◆ Problem to work on: Within these records, how many lines hold "dithering"? Give the number alone.

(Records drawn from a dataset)
use std::collections::HashSet;
use std::time::{Duration, Instant};

use walkers_terminal::notify::{
    DEFAULT_DURATION, EXIT_ANIMATION, NotificationPhase, NotificationQueue,
};

#[test]
fn notification_expires_at_its_duration() {
    let mut queue = NotificationQueue::new();
    let t0 = Instant::now();
    let d = Duration::from_millis(2000);
    let id = queue.push("Title", "Body", None, Some(d), t0);

    queue.tick(t0 + d - Duration::from_millis(1));
    assert_eq!(queue.visible().len(), 1);

    queue.tick(t0 + d);
    assert!(queue.visible().is_empty());
    let item = queue.get(&id).expect("still rendered during exit");
    assert_eq!(item.phase(), NotificationPhase::Dismissed);

    queue.tick(t0 + d + EXIT_ANIMATION);
    assert!(queue.get(&id).is_none());
    assert!(queue.is_empty());
}

#[test]
fn late_tick_still_removes_expired_items() {
    let mut queue = NotificationQueue::new();
    let t0 = Instant::now();
    queue.push("Title", "Body", None, None, t0);
    queue.tick(t0 + DEFAULT_DURATION + EXIT_ANIMATION + Duration::from_secs(5));
    assert!(queue.is_empty());
}

#[test]
fn dismissal_keeps_item_for_exit_window_only() {
    let mut queue = NotificationQueue::new();
    let t0 = Instant::now();
    let first = queue.push("One", "a", None, None, t0);
    let second = queue.push("Two", "b", None, None, t0);

    let closed_at = t0 + Duration::from_millis(300);
    assert!(queue.dismiss(&first, closed_at));
    assert!(!queue.dismiss(&first, closed_at));

    queue.tick(closed_at + EXIT_ANIMATION - Duration::from_millis(1));
    assert_eq!(queue.rendered().len(), 2);
    assert_eq!(queue.visible().len(), 1);

    queue.tick(closed_at + EXIT_ANIMATION);
    assert_eq!(queue.len(), 1);
    assert_eq!(queue.rendered()[0].id, second);
}

#[test]
fn dismiss_latest_targets_newest_visible() {
    let mut queue = NotificationQueue::new();
    let t0 = Instant::now();
    let older = queue.push("Old", "a", None, None, t0);
    let newer = queue.push("New", "b", None, None, t0);

    assert!(queue.dismiss_latest(t0));
    assert_eq!(
        queue.get(&newer).map(|n| n.phase()),
        Some(NotificationPhase::Dismissed)
    );
    assert!(queue.dismiss_latest(t0));
    assert_eq!(
        queue.get(&older).map(|n| n.phase()),
        Some(NotificationPhase::Dismissed)
    );
    assert!(!queue.dismiss_latest(t0));
}

#[test]
fn queued_ids_are_unique() {
    let mut queue = NotificationQueue::new();
    let t0 = Instant::now();
    let ids: HashSet<String> = (0..200)
        .map(|i| queue.push(format!("n{i}"), "body", None, None, t0))
        .collect();
    assert_eq!(ids.len(), 200);
    assert!(ids.iter().all(|id| id.len() == 9));
}

#[test]
fn unknown_id_is_not_dismissed() {
    let mut queue = NotificationQueue::new();
    assert!(!queue.dismiss("missing", Instant::now()));
}
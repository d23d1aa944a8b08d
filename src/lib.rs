pub mod anthem;
pub mod carousel;
pub mod config;
pub mod counter;
pub mod data;
pub mod i18n;
pub mod loader;
pub mod logging;
pub mod mpv;
pub mod notify;
pub mod playback;
pub mod prefs;
pub mod router;
pub mod state;
pub mod theme;
pub mod timers;
pub mod ui;
pub mod welcome;
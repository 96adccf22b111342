pub mod atmosphere;
pub mod display;
pub mod setup;

pub use atmosphere::{sync_atmosphere_settings, sync_sun_position};
pub use display::{sync_shadow_settings, sync_vsync_settings};
pub use setup::setup;
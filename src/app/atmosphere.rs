//! Atmosphere-related systems.
//! Keeps the `bevy_atmosphere` sky in step with the `Settings` resource and
//! with the direction of the scene's sun.
use bevy::prelude::*;
use bevy_atmosphere::prelude::{AtmosphereMut, AtmosphereSettings as BevyAtmosphereSettings, Nishita};
use hookshot::settings::Settings;

use crate::app::setup::Sun;

/// Sync `Settings.atmosphere` fields into the running `BevyAtmosphereSettings`.
///
/// The `enabled` flag is only read at startup; toggling it needs a restart.
#[allow(clippy::needless_pass_by_value)]
pub fn sync_atmosphere_settings(
    settings: Res<Settings>,
    mut last: Local<Option<(u32, bool)>>,
    mut atm_settings: ResMut<BevyAtmosphereSettings>,
) {
    let r = settings.atmosphere.resolution;
    let d = settings.atmosphere.dithering;
    if *last == Some((r, d)) {
        return;
    }

    atm_settings.resolution = r;
    atm_settings.dithering = d;
    *last = Some((r, d));
    info!("atmosphere: resolution {r}, dithering {d}");
}

/// Point the sky's sun where the directional `Sun` light comes from.
#[allow(clippy::needless_pass_by_value)]
pub fn sync_sun_position(
    mut atmosphere: AtmosphereMut<Nishita>,
    sun: Query<&Transform, (With<Sun>, Changed<Transform>)>,
) {
    if let Ok(transform) = sun.get_single() {
        // light travels along -Z, so the sun sits behind it
        atmosphere.sun_position = transform.back().as_vec3();
    }
}
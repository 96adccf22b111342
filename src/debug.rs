//! Debug utilities, including a system (F3 default) to dump diagnostics,
//! entity counts, process memory and every player's controller state to a
//! timestamped text file in './debug-dumps/'.
//!
//! Useful for capturing a snapshot of a hookshot misbehaving without having
//! to attach a debugger mid-flight.
use bevy::diagnostic::{Diagnostic, DiagnosticsStore, FrameTimeDiagnosticsPlugin};
use bevy::prelude::*;
use chrono::{DateTime, Utc};
use std::fmt::Write;
use std::fs;
use std::time::{SystemTime, UNIX_EPOCH};
use sysinfo::{Pid, PidExt, ProcessExt, System, SystemExt};

use crate::player::{CharacterBody, Player, PlayerController};
use crate::settings::Settings;

/// Directory dumps are written to.
pub const DUMP_DIR: &str = "debug-dumps";

pub struct DebugDumpPlugin;

impl Plugin for DebugDumpPlugin {
    fn build(&self, app: &mut App) {
        app.add_systems(Update, debug_input_system);
    }
}

fn kb_to_mb(kb: u64) -> String {
    format!("{:.2} MB", (kb as f64) / 1024.0)
}

/// Frame and process numbers gathered for a dump.
#[derive(Debug, Default, Clone, Copy)]
pub struct DumpStats {
    pub fps: f64,
    pub frame_time_ms: f64,
    pub entities: usize,
    pub cores: usize,
    pub process_kb: u64,
    pub process_virtual_kb: u64,
    pub total_kb: u64,
    pub used_kb: u64,
}

/// Format a dump. `players` yields each player's position, controller and body.
pub fn format_dump<'a>(
    human_ts: &str,
    epoch_secs: u64,
    stats: &DumpStats,
    players: impl IntoIterator<Item = (Vec3, &'a PlayerController, &'a CharacterBody)>,
) -> String {
    let mut out = String::new();
    writeln!(out, "Debug dump: {epoch_secs}").ok();
    writeln!(out, "Timestamp: {human_ts} (epoch secs: {epoch_secs})").ok();
    writeln!(out, "FPS: {:.1}, frame_time: {:.4} ms", stats.fps, stats.frame_time_ms).ok();
    writeln!(out, "Entities: {}", stats.entities).ok();
    writeln!(out, "CPU cores (available): {}", stats.cores).ok();
    writeln!(
        out,
        "Process memory: {} (virtual {})",
        kb_to_mb(stats.process_kb),
        kb_to_mb(stats.process_virtual_kb)
    )
    .ok();
    writeln!(
        out,
        "System memory: total={} used={}",
        kb_to_mb(stats.total_kb),
        kb_to_mb(stats.used_kb)
    )
    .ok();

    writeln!(out, "\nPlayers:").ok();
    let mut any = false;
    for (position, controller, body) in players {
        any = true;
        writeln!(out, "  position: {position}").ok();
        writeln!(out, "  grounded: {}", body.grounded).ok();
        writeln!(out, "  look: yaw {:.2} pitch {:.2}", controller.look.yaw, controller.look.pitch).ok();
        writeln!(out, "  vertical velocity: {:.3}", controller.vertical_velocity).ok();
        writeln!(out, "  momentum: {}", controller.momentum).ok();
        writeln!(out, "  hookshot: {:?}", controller.hookshot).ok();
    }
    if !any {
        writeln!(out, "  (no player spawned)").ok();
    }
    out
}

/// Listen for the dump key and write a snapshot to `DUMP_DIR`.
#[allow(clippy::needless_pass_by_value)]
fn debug_input_system(
    keys: Res<ButtonInput<KeyCode>>,
    settings: Res<Settings>,
    diagnostics: Res<DiagnosticsStore>,
    query_entities: Query<Entity>,
    players: Query<(&Transform, &PlayerController, &CharacterBody), With<Player>>,
) {
    if !keys.just_pressed(settings.controls.key_for("dump_debug", KeyCode::F3)) {
        return;
    }

    let now = SystemTime::now();
    let ts_secs = now.duration_since(UNIX_EPOCH).map_or(0, |d| d.as_secs());
    let dt: DateTime<Utc> = DateTime::from(now);
    let human_ts = dt.format("%Y-%m-%d %H:%M:%S").to_string();
    let fname = format!("{DUMP_DIR}/debug-{ts_secs}.txt");

    let mut sys = System::new_all();
    sys.refresh_all();
    let proc = sys.process(Pid::from_u32(std::process::id()));

    let stats = DumpStats {
        fps: diagnostics
            .get(&FrameTimeDiagnosticsPlugin::FPS)
            .and_then(Diagnostic::smoothed)
            .unwrap_or(0.0),
        frame_time_ms: diagnostics
            .get(&FrameTimeDiagnosticsPlugin::FRAME_TIME)
            .and_then(Diagnostic::smoothed)
            .unwrap_or(0.0),
        entities: query_entities.iter().count(),
        cores: std::thread::available_parallelism().map_or(1, std::num::NonZeroUsize::get),
        process_kb: proc.map_or(0, |p| p.memory()),
        process_virtual_kb: proc.map_or(0, |p| p.virtual_memory()),
        total_kb: sys.total_memory(),
        used_kb: sys.used_memory(),
    };

    let out = format_dump(
        &human_ts,
        ts_secs,
        &stats,
        players.iter().map(|(t, c, b)| (t.translation, c, b)),
    );

    if let Err(e) = fs::create_dir_all(DUMP_DIR) {
        error!("debug dump: failed to create dir '{}': {}", DUMP_DIR, e);
        return;
    }
    if let Err(e) = fs::write(&fname, out) {
        error!("debug dump: failed to write {}: {}", fname, e);
    } else {
        info!("wrote debug dump: {}", fname);
    }
}

#[cfg(test)]
mod tests {
    use super::*;
    use crate::player::HookshotState;

    #[test]
    fn dump_lists_controller_state() {
        let controller = PlayerController {
            hookshot: HookshotState::FlyingPlayer { anchor: Vec3::new(1.0, 2.0, 3.0) },
            vertical_velocity: -4.5,
            ..Default::default()
        };
        let body = CharacterBody::default();
        let text = format_dump("2026-01-01 00:00:00", 42, &DumpStats::default(), [(Vec3::ZERO, &controller, &body)]);
        assert!(text.starts_with("Debug dump: 42\n"));
        assert!(text.contains("FlyingPlayer"));
        assert!(text.contains("vertical velocity: -4.500"));
        assert!(!text.contains("no player spawned"));
    }

    #[test]
    fn dump_without_players_says_so() {
        let none: Vec<(Vec3, &PlayerController, &CharacterBody)> = Vec::new();
        let text = format_dump("t", 0, &DumpStats::default(), none);
        assert!(text.contains("(no player spawned)"));
    }
}
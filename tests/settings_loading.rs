use std::fs;
use std::path::PathBuf;

use bevy::prelude::KeyCode;
use hookshot::settings::loader::{load_settings_from_dir, setup_settings_watcher};

fn scratch_dir(name: &str) -> PathBuf {
    let dir = std::env::temp_dir().join(format!("hookshot-{}-{name}", std::process::id()));
    let _ = fs::remove_dir_all(&dir);
    fs::create_dir_all(&dir).expect("create scratch dir");
    dir
}

#[test]
fn shipped_settings_match_defaults() {
    let dir = concat!(env!("CARGO_MANIFEST_DIR"), "/data/settings");
    let settings = load_settings_from_dir(dir);
    assert_eq!(settings.movement.gravity, -60.0);
    assert_eq!(settings.movement.jump_force, 3.0);
    assert_eq!(settings.hookshot.throw_speed, 150.0);
    assert_eq!(settings.hookshot.boost_multiplier, 7.0);
    assert_eq!(settings.camera.normal_fov, 60.0);
    assert_eq!(settings.camera.hookshot_fov, 100.0);
    assert_eq!(settings.controls.key_for("hookshot", KeyCode::KeyQ), KeyCode::KeyE);
}

#[test]
fn malformed_file_is_skipped() {
    let dir = scratch_dir("malformed");
    fs::write(dir.join("a_broken.ron"), "(movement: (gravity: ").expect("write");
    fs::write(dir.join("b_good.ron"), "(movement: (gravity: -20.0))").expect("write");
    fs::write(dir.join("notes.txt"), "(movement: (gravity: 5.0))").expect("write");

    let settings = load_settings_from_dir(dir.to_str().expect("utf-8 path"));
    assert_eq!(settings.movement.gravity, -20.0);
    assert_eq!(settings.movement.move_speed, 20.0);

    let _ = fs::remove_dir_all(&dir);
}

#[test]
fn empty_or_missing_directory_falls_back_to_defaults() {
    let dir = scratch_dir("empty");
    let settings = load_settings_from_dir(dir.to_str().expect("utf-8 path"));
    assert_eq!(settings.hookshot.max_speed, 40.0);

    let missing = load_settings_from_dir("no/such/settings/dir");
    assert_eq!(missing.hookshot.min_speed, 10.0);

    let _ = fs::remove_dir_all(&dir);
}

#[test]
fn watcher_fails_for_missing_directory() {
    assert!(setup_settings_watcher("no/such/settings/dir").is_err());
}
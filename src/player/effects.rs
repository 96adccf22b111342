//! Hookshot presentation: rope, anchor marker, speed lines and camera sync.
//!
//! The controller writes what should be shown into `HookshotPresentation`;
//! the systems here turn that into transforms and visibility on the rig's
//! entities. Nothing in this module feeds back into the simulation.

use bevy::prelude::*;

use crate::player::controller::PlayerController;
use crate::player::fov::CameraFov;
use crate::player::rig::PlayerRig;
use crate::player::Player;
use crate::settings::Settings;

/// Where the rope leaves the body, in body-local space.
pub const ROPE_HAND_OFFSET: Vec3 = Vec3::new(0.35, 0.35, -0.3);

const SPEED_LINE_NEAR: f32 = -1.5;
const SPEED_LINE_FAR: f32 = -14.0;
const SPEED_LINE_RATE: f32 = 45.0;

/// Rope pose requested by the controller.
#[derive(Debug, Clone, Copy, PartialEq)]
pub struct RopePose {
    pub anchor: Vec3,
    pub length: f32,
}

/// What the player's hookshot visuals should currently show.
#[derive(Component, Debug, Clone, Copy, PartialEq)]
pub struct HookshotPresentation {
    pub rope: Option<RopePose>,
    pub anchor_marker: Option<Vec3>,
    pub speed_lines: bool,
    pub target_fov: f32,
}

impl HookshotPresentation {
    #[must_use]
    pub fn new(fov: f32) -> Self {
        Self {
            rope: None,
            anchor_marker: None,
            speed_lines: false,
            target_fov: fov,
        }
    }
}

/// The rope mesh: a unit box stretched along its local Z.
#[derive(Component)]
pub struct HookshotRope;

/// Small box placed where the last hookshot ray hit.
#[derive(Component)]
pub struct AnchorMarker;

/// Speed-line emitter parented to the camera.
#[derive(Component, Debug, Default)]
pub struct SpeedLines {
    pub active: bool,
}

/// One streak of the speed-line effect.
#[derive(Component, Debug, Clone, Copy)]
pub struct SpeedLine {
    /// Offset from the view axis in camera space.
    pub lane: Vec2,
    /// Progress from far (0) to near (1).
    pub phase: f32,
}

/// Transform for a rope running from `start` toward `anchor`, `length` long.
#[must_use]
pub fn rope_transform(start: Vec3, anchor: Vec3, length: f32) -> Transform {
    let dir = (anchor - start).normalize_or_zero();
    let up = if dir.y.abs() > 0.99 { Vec3::Z } else { Vec3::Y };
    let forward = if dir == Vec3::ZERO { Vec3::NEG_Z } else { dir };
    Transform::from_translation(start + dir * length * 0.5)
        .looking_to(forward, up)
        .with_scale(Vec3::new(1.0, 1.0, length.max(0.0)))
}

/// Apply the controller's look and FOV choice to the rig camera.
#[allow(clippy::needless_pass_by_value)]
pub fn sync_camera_rig(
    settings: Res<Settings>,
    players: Query<(&PlayerController, &HookshotPresentation, &PlayerRig), With<Player>>,
    mut cameras: Query<(&mut Transform, &mut CameraFov), Without<Player>>,
) {
    for (controller, presentation, rig) in &players {
        let Ok((mut transform, mut fov)) = cameras.get_mut(rig.camera) else {
            continue;
        };
        transform.translation = Vec3::Y * settings.camera.eye_height;
        transform.rotation = controller.look.camera_tilt();
        fov.target = presentation.target_fov;
    }
}

/// Stretch the rope from the player's hand toward the anchor, or hide it.
#[allow(clippy::type_complexity)]
pub fn sync_rope(
    players: Query<(&Transform, &HookshotPresentation, &PlayerRig), With<Player>>,
    mut ropes: Query<(&mut Transform, &mut Visibility), (With<HookshotRope>, Without<Player>)>,
) {
    for (body, presentation, rig) in &players {
        let Ok((mut transform, mut visibility)) = ropes.get_mut(rig.rope) else {
            continue;
        };
        match presentation.rope {
            Some(pose) => {
                let start = body.translation + body.rotation * ROPE_HAND_OFFSET;
                *transform = rope_transform(start, pose.anchor, pose.length);
                *visibility = Visibility::Visible;
            }
            None => *visibility = Visibility::Hidden,
        }
    }
}

/// Park the anchor marker on the last hit point.
#[allow(clippy::type_complexity)]
pub fn sync_anchor_marker(
    players: Query<(&HookshotPresentation, &PlayerRig), With<Player>>,
    mut markers: Query<(&mut Transform, &mut Visibility), (With<AnchorMarker>, Without<Player>)>,
) {
    for (presentation, rig) in &players {
        let Ok((mut transform, mut visibility)) = markers.get_mut(rig.anchor_marker) else {
            continue;
        };
        if let Some(point) = presentation.anchor_marker {
            transform.translation = point;
            *visibility = Visibility::Visible;
        } else {
            *visibility = Visibility::Hidden;
        }
    }
}

/// Start or stop the speed-line emitter to match the presentation state.
pub fn sync_speed_lines(
    players: Query<(&HookshotPresentation, &PlayerRig), With<Player>>,
    mut emitters: Query<(&mut SpeedLines, &mut Visibility)>,
) {
    for (presentation, rig) in &players {
        let Ok((mut lines, mut visibility)) = emitters.get_mut(rig.speed_lines) else {
            continue;
        };
        if lines.active != presentation.speed_lines {
            lines.active = presentation.speed_lines;
        }
        *visibility = if lines.active { Visibility::Inherited } else { Visibility::Hidden };
    }
}

/// Advance a streak's phase, wrapping back to the far end.
#[must_use]
pub fn advance_phase(phase: f32, dt: f32) -> f32 {
    let span = SPEED_LINE_NEAR - SPEED_LINE_FAR;
    (phase + dt * SPEED_LINE_RATE / span).fract()
}

/// Scroll active streaks toward the camera.
#[allow(clippy::needless_pass_by_value)]
pub fn animate_speed_lines(
    time: Res<Time>,
    emitters: Query<&SpeedLines>,
    mut streaks: Query<(&mut Transform, &mut SpeedLine, &Parent)>,
) {
    let dt = time.delta_seconds();
    for (mut transform, mut line, parent) in &mut streaks {
        let Ok(emitter) = emitters.get(parent.get()) else { continue };
        if !emitter.active {
            continue;
        }
        line.phase = advance_phase(line.phase, dt);
        let z = SPEED_LINE_FAR + (SPEED_LINE_NEAR - SPEED_LINE_FAR) * line.phase;
        transform.translation = line.lane.extend(z);
    }
}

#[cfg(test)]
mod tests {
    use super::*;

    #[test]
    fn rope_spans_from_start_toward_anchor() {
        let start = Vec3::ZERO;
        let anchor = Vec3::new(0.0, 0.0, -10.0);
        let t = rope_transform(start, anchor, 4.0);
        assert!((t.translation - Vec3::new(0.0, 0.0, -2.0)).length() < 1e-5);
        assert!((t.scale.z - 4.0).abs() < 1e-6);
        // local -Z points at the anchor
        assert!((t.forward().as_vec3() - Vec3::NEG_Z).length() < 1e-5);
    }

    #[test]
    fn vertical_rope_has_valid_rotation() {
        let t = rope_transform(Vec3::ZERO, Vec3::new(0.0, 20.0, 0.0), 5.0);
        assert!(t.rotation.is_finite());
        assert!((t.forward().as_vec3() - Vec3::Y).length() < 1e-4);
    }

    #[test]
    fn zero_length_rope_is_collapsed() {
        let t = rope_transform(Vec3::ZERO, Vec3::new(3.0, 0.0, 0.0), 0.0);
        assert_eq!(t.scale.z, 0.0);
        assert_eq!(t.translation, Vec3::ZERO);
    }

    #[test]
    fn streak_phase_wraps() {
        let mut phase = 0.0;
        for _ in 0..500 {
            phase = advance_phase(phase, 0.016);
            assert!((0.0..1.0).contains(&phase));
        }
    }
}
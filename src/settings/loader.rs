//! Settings loading and hot-reloading.
//! This module provides utilities for loading settings from RON files and watching
//! for changes to enable hot-reloading of settings at runtime.
//!
//! Settings are loaded from RON files in the `data/settings` directory. If multiple
//! RON files are present, the first successfully parsed `Settings` will be used.
//! If no RON files are found or if no parsing succeeds, default settings will be used.
use crate::ron::{load_ron_files, setup_ron_watcher, RonWatcher};
use crate::settings::Settings;
use bevy::prelude::{info, warn, Res, ResMut, Resource};

/// Default directory holding the settings RON files.
pub const SETTINGS_DIR: &str = "data/settings";

/// Hot-reload watcher for the settings directory.
#[derive(Resource)]
pub struct SettingsWatcher {
    pub watcher: RonWatcher,
    /// Directory reloaded when the watcher fires.
    pub dir: String,
}

/// Load settings from `path` (directory). If multiple `.ron` files are present
/// the first parsed `Settings` will be used. If none exist the `Default` is used.
///
/// # Arguments
/// * `path` - The directory path where settings RON files are located (e.g., "data/settings").
///
/// # Returns
/// A `Settings` struct loaded from the first successfully parsed RON file in the specified directory
/// or default settings if no valid RON files are found.
#[must_use]
pub fn load_settings_from_dir(path: &str) -> Settings {
    let items: Vec<Settings> = load_ron_files(path);
    if let Some(first) = items.into_iter().next() {
        first
    } else {
        warn!("no usable settings in '{path}', using defaults");
        Settings::defaults()
    }
}

/// Create a watcher for the settings directory (hot-reload).
///
/// # Errors
/// Returns the `notify::Error` raised when the OS watcher cannot be created or
/// the directory cannot be watched.
pub fn setup_settings_watcher(path: &str) -> Result<SettingsWatcher, notify::Error> {
    setup_ron_watcher(path).map(|watcher| SettingsWatcher {
        watcher,
        dir: path.to_string(),
    })
}

/// Check for changes and reload the settings resource when files change.
///
/// # Example
/// ```ignore
/// app.add_systems(Update, hookshot::settings::loader::check_settings_changes);
/// ```
#[allow(clippy::needless_pass_by_value)]
pub fn check_settings_changes(watcher: Res<SettingsWatcher>, mut settings: ResMut<Settings>) {
    if watcher.watcher.take_changed() {
        info!("settings changed, reloading from '{}'", watcher.dir);
        *settings = load_settings_from_dir(&watcher.dir);
    }
}

impl SettingsWatcher {
    #[must_use]
    pub fn stub() -> Self {
        SettingsWatcher {
            watcher: RonWatcher::stub(),
            dir: SETTINGS_DIR.to_string(),
        }
    }
}
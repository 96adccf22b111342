pub mod debug;
pub mod player;
pub mod ron;
pub use crate::ron as ron_loader;
pub mod settings;
pub mod ui;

◆ Result for this exercise: 3